__The problem__.
Reproduce all records word for word.

* * * * *

//! Bounded-buffer enumeration.
//!
//! An enumeration pass covers the elements that existed when it started:
//! the count is captured once, and each step materializes at most one
//! batch. If the view shrinks during the pass, the missing tail is skipped;
//! elements added during the pass are left for the next one.

use crate::error::{Error, Result};
use crate::results::PermissionResults;
use crate::value::PermissionValue;
use std::collections::VecDeque;

/// A single pass over a view, one batch at a time.
pub struct Enumerator<'a> {
    view: &'a PermissionResults,
    snapshot: usize,
    position: usize,
    batch: usize,
}

impl<'a> Enumerator<'a> {
    pub(crate) fn new(view: &'a PermissionResults, batch: usize) -> Result<Self> {
        Ok(Self {
            view,
            snapshot: view.count()?,
            position: 0,
            batch: batch.max(1),
        })
    }

    /// Returns true once every element of the snapshot has been visited.
    pub fn is_done(&self) -> bool {
        self.position >= self.snapshot
    }

    /// Replaces the contents of `buffer` with the next batch.
    ///
    /// Returns the number of values written; zero means the pass is over.
    pub fn next_batch(&mut self, buffer: &mut Vec<PermissionValue>) -> Result<usize> {
        buffer.clear();
        if self.is_done() {
            return Ok(0);
        }
        let end = self.snapshot.min(self.view.count()?);
        while self.position < end && buffer.len() < self.batch {
            match self.view.at(self.position) {
                Ok(value) => buffer.push(value),
                // Shrunk since the count above
                Err(Error::OutOfRange { .. }) => break,
                Err(err) => return Err(err),
            }
            self.position += 1;
        }
        if buffer.is_empty() {
            self.position = self.snapshot;
        }
        Ok(buffer.len())
    }
}

/// Iterator over a view, backed by an [`Enumerator`].
///
/// The snapshot is taken on the first call to `next`. A failure is yielded
/// once and ends the iteration.
pub struct Iter<'a> {
    view: &'a PermissionResults,
    enumerator: Option<Enumerator<'a>>,
    buffer: VecDeque<PermissionValue>,
    scratch: Vec<PermissionValue>,
    finished: bool,
}

impl<'a> Iter<'a> {
    pub(crate) fn new(view: &'a PermissionResults) -> Self {
        Self {
            view,
            enumerator: None,
            buffer: VecDeque::new(),
            scratch: Vec::new(),
            finished: false,
        }
    }

    fn fill(&mut self) -> Result<()> {
        if self.enumerator.is_none() {
            self.enumerator = Some(self.view.enumerate()?);
        }
        let Some(enumerator) = self.enumerator.as_mut() else {
            return Ok(());
        };
        if enumerator.next_batch(&mut self.scratch)? == 0 {
            self.finished = true;
        }
        self.buffer.extend(self.scratch.drain(..));
        Ok(())
    }
}

impl<'a> Iterator for Iter<'a> {
    type Item = Result<PermissionValue>;

    fn next(&mut self) -> Option<Self::Item> {
        if self.buffer.is_empty() && !self.finished {
            if let Err(err) = self.fill() {
                self.finished = true;
                return Some(Err(err));
            }
        }
        self.buffer.pop_front().map(Ok)
    }
}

* * * * *

__Task answer__.
//! Bounded-buffer enumeration.
//!
//! An enumeration pass covers the elements that existed when it started:
//! the count is captured once, and each step materializes at most one
//! batch. If the view shrinks during the pass, the missing tail is skipped;
//! elements added during the pass are left for the next one.

use crate::error::{Error, Result};
use crate::results::PermissionResults;
use crate::value::PermissionValue;
use std::collections::VecDeque;

/// A single pass over a view, one batch at a time.
pub struct Enumerator<'a> {
    view: &'a PermissionResults,
    snapshot: usize,
    position: usize,
    batch: usize,
}

impl<'a> Enumerator<'a> {
    pub(crate) fn new(view: &'a PermissionResults, batch: usize) -> Result<Self> {
        Ok(Self {
            view,
            snapshot: view.count()?,
            position: 0,
            batch: batch.max(1),
        })
    }

    /// Returns true once every element of the snapshot has been visited.
    pub fn is_done(&self) -> bool {
        self.position >= self.snapshot
    }

    /// Replaces the contents of `buffer` with the next batch.
    ///
    /// Returns the number of values written; zero means the pass is over.
    pub fn next_batch(&mut self, buffer: &mut Vec<PermissionValue>) -> Result<usize> {
        buffer.clear();
        if self.is_done() {
            return Ok(0);
        }
        let end = self.snapshot.min(self.view.count()?);
        while self.position < end && buffer.len() < self.batch {
            match self.view.at(self.position) {
                Ok(value) => buffer.push(value),
                // Shrunk since the count above
                Err(Error::OutOfRange { .. }) => break,
                Err(err) => return Err(err),
            }
            self.position += 1;
        }
        if buffer.is_empty() {
            self.position = self.snapshot;
        }
        Ok(buffer.len())
    }
}

/// Iterator over a view, backed by an [`Enumerator`].
///
/// The snapshot is taken on the first call to `next`. A failure is yielded
/// once and ends the iteration.
pub struct Iter<'a> {
    view: &'a PermissionResults,
    enumerator: Option<Enumerator<'a>>,
    buffer: VecDeque<PermissionValue>,
    scratch: Vec<PermissionValue>,
    finished: bool,
}

impl<'a> Iter<'a> {
    pub(crate) fn new(view: &'a PermissionResults) -> Self {
        Self {
            view,
            enumerator: None,
            buffer: VecDeque::new(),
            scratch: Vec::new(),
            finished: false,
        }
    }

    fn fill(&mut self) -> Result<()> {
        if self.enumerator.is_none() {
            self.enumerator = Some(self.view.enumerate()?);
        }
        let Some(enumerator) = self.enumerator.as_mut() else {
            return Ok(());
        };
        if enumerator.next_batch(&mut self.scratch)? == 0 {
            self.finished = true;
        }
        self.buffer.extend(self.scratch.drain(..));
        Ok(())
    }
}

impl<'a> Iterator for Iter<'a> {
    type Item = Result<PermissionValue>;

    fn next(&mut self) -> Option<Self::Item> {
        if self.buffer.is_empty() && !self.finished {
            if let Err(err) = self.fill() {
                self.finished = true;
                return Some(Err(err));
            }
        }
        self.buffer.pop_front().map(Ok)
    }
}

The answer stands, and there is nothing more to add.